_Exercise description_
Scan the entries below for "RegionQueues" and copy each line that holds it.

[Records from a dataset]

◇ ◇ ◇

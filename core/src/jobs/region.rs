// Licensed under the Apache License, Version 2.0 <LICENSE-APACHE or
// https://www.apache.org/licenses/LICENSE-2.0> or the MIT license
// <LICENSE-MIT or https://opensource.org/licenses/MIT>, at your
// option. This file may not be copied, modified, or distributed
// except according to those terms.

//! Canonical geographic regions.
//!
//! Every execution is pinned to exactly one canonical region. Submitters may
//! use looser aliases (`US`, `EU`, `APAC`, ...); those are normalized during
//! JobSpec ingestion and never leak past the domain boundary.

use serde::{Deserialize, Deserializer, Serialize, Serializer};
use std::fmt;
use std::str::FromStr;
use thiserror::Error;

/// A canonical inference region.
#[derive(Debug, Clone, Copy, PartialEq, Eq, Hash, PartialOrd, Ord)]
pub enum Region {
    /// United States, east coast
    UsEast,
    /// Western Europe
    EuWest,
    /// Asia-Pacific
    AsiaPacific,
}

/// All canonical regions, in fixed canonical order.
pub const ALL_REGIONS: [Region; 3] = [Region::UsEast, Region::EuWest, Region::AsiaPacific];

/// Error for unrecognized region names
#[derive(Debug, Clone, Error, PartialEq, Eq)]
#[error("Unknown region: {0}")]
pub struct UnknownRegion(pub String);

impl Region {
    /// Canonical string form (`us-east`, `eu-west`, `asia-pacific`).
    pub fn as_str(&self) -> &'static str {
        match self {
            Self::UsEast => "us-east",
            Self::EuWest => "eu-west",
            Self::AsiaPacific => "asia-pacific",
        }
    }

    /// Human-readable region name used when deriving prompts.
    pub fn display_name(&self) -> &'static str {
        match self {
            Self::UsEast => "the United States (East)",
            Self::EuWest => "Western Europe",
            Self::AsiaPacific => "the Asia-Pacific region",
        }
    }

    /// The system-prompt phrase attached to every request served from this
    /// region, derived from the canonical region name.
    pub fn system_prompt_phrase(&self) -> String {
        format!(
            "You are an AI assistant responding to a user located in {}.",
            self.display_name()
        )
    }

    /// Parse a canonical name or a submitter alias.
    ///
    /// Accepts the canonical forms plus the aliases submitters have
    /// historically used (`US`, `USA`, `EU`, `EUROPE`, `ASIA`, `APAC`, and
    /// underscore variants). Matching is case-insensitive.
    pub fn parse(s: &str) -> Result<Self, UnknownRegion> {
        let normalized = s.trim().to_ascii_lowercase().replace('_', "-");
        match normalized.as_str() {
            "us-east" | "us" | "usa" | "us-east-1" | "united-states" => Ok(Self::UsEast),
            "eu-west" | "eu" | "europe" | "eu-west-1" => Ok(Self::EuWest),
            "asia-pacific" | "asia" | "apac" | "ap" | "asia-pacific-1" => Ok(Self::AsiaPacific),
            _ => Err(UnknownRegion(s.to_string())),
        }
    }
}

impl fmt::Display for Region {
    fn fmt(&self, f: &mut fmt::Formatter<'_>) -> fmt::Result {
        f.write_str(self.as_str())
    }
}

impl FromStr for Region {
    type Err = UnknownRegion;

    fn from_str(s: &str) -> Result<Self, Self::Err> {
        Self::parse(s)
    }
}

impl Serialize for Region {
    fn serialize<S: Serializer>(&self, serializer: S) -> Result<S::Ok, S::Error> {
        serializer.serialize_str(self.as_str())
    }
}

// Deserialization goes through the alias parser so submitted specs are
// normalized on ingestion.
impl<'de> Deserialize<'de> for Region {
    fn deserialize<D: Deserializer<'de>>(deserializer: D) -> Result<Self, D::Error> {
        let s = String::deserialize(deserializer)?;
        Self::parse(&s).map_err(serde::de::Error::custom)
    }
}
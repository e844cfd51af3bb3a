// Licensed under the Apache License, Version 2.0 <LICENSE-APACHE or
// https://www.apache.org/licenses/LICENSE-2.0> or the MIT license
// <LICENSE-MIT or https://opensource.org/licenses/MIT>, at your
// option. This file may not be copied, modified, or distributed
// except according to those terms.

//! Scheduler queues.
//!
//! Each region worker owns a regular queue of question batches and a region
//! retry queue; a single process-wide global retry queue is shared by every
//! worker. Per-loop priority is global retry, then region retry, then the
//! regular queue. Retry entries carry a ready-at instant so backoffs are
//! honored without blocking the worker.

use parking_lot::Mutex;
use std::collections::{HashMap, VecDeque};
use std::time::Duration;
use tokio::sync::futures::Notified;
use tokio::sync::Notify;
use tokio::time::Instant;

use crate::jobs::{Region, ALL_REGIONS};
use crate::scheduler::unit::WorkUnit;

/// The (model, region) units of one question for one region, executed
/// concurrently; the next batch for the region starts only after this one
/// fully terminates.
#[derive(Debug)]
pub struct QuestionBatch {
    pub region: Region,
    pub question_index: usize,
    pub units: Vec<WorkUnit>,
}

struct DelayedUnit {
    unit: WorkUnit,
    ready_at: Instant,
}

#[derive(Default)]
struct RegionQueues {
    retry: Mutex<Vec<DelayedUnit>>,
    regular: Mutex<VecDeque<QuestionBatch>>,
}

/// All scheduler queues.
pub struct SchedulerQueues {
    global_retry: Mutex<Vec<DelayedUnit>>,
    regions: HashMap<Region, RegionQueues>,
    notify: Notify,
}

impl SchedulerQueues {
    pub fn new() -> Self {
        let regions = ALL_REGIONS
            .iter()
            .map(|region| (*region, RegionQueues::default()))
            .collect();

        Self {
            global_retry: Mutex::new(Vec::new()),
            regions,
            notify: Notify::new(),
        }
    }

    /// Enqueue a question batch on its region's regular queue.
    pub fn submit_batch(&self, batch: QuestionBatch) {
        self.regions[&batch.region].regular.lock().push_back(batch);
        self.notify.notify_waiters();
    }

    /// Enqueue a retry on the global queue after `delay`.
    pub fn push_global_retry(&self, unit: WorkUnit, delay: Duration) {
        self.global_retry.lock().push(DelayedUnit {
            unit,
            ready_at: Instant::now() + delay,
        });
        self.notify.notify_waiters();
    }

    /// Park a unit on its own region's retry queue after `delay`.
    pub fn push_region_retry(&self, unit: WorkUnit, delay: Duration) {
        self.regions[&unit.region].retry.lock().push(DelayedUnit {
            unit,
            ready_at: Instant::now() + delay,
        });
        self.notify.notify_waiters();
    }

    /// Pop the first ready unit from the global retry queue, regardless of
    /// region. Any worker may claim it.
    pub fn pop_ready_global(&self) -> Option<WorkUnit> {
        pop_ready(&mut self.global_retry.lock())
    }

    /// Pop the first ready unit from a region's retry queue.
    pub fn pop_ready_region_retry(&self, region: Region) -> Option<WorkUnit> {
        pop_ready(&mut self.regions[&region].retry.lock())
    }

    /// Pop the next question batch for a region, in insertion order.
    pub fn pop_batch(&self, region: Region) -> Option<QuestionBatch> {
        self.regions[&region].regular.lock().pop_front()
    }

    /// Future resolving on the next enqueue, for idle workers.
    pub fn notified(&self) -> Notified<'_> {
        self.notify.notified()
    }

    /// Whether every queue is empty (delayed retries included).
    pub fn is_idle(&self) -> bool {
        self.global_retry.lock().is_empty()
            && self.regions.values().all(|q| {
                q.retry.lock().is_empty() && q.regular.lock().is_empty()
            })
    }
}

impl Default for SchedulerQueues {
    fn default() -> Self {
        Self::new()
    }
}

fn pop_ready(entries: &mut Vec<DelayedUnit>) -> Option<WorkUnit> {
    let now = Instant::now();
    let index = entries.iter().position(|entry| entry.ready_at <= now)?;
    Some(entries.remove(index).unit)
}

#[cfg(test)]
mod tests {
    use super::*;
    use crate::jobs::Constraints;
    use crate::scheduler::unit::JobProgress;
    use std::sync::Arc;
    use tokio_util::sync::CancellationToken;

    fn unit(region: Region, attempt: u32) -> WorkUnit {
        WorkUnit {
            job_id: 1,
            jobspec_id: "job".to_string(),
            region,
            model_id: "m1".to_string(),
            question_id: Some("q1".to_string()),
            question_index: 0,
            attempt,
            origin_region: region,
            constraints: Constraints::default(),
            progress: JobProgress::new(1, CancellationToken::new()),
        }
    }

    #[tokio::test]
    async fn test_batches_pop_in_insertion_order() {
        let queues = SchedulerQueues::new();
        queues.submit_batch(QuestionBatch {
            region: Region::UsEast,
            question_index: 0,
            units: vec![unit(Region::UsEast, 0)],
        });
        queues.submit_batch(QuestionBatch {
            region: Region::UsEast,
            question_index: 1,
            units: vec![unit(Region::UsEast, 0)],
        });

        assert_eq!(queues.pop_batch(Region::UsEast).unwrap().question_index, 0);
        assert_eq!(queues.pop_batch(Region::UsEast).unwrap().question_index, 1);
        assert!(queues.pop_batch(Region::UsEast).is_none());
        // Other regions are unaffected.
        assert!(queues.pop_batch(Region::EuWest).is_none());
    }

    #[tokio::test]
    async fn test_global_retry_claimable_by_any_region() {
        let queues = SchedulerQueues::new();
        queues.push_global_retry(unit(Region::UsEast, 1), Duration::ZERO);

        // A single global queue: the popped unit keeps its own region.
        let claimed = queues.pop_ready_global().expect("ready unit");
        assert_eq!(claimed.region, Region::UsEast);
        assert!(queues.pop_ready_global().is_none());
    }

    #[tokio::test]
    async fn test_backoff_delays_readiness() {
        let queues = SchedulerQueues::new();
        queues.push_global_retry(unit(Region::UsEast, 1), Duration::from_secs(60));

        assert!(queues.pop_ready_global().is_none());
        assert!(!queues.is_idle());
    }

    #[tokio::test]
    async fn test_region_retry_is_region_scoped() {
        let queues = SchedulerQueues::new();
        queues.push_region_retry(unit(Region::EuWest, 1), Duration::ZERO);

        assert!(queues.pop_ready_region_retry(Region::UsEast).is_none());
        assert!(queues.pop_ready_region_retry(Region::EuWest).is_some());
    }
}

◇ ◇ ◇

_Output for this task_
struct RegionQueues {
    regions: HashMap<Region, RegionQueues>,
            .map(|region| (*region, RegionQueues::default()))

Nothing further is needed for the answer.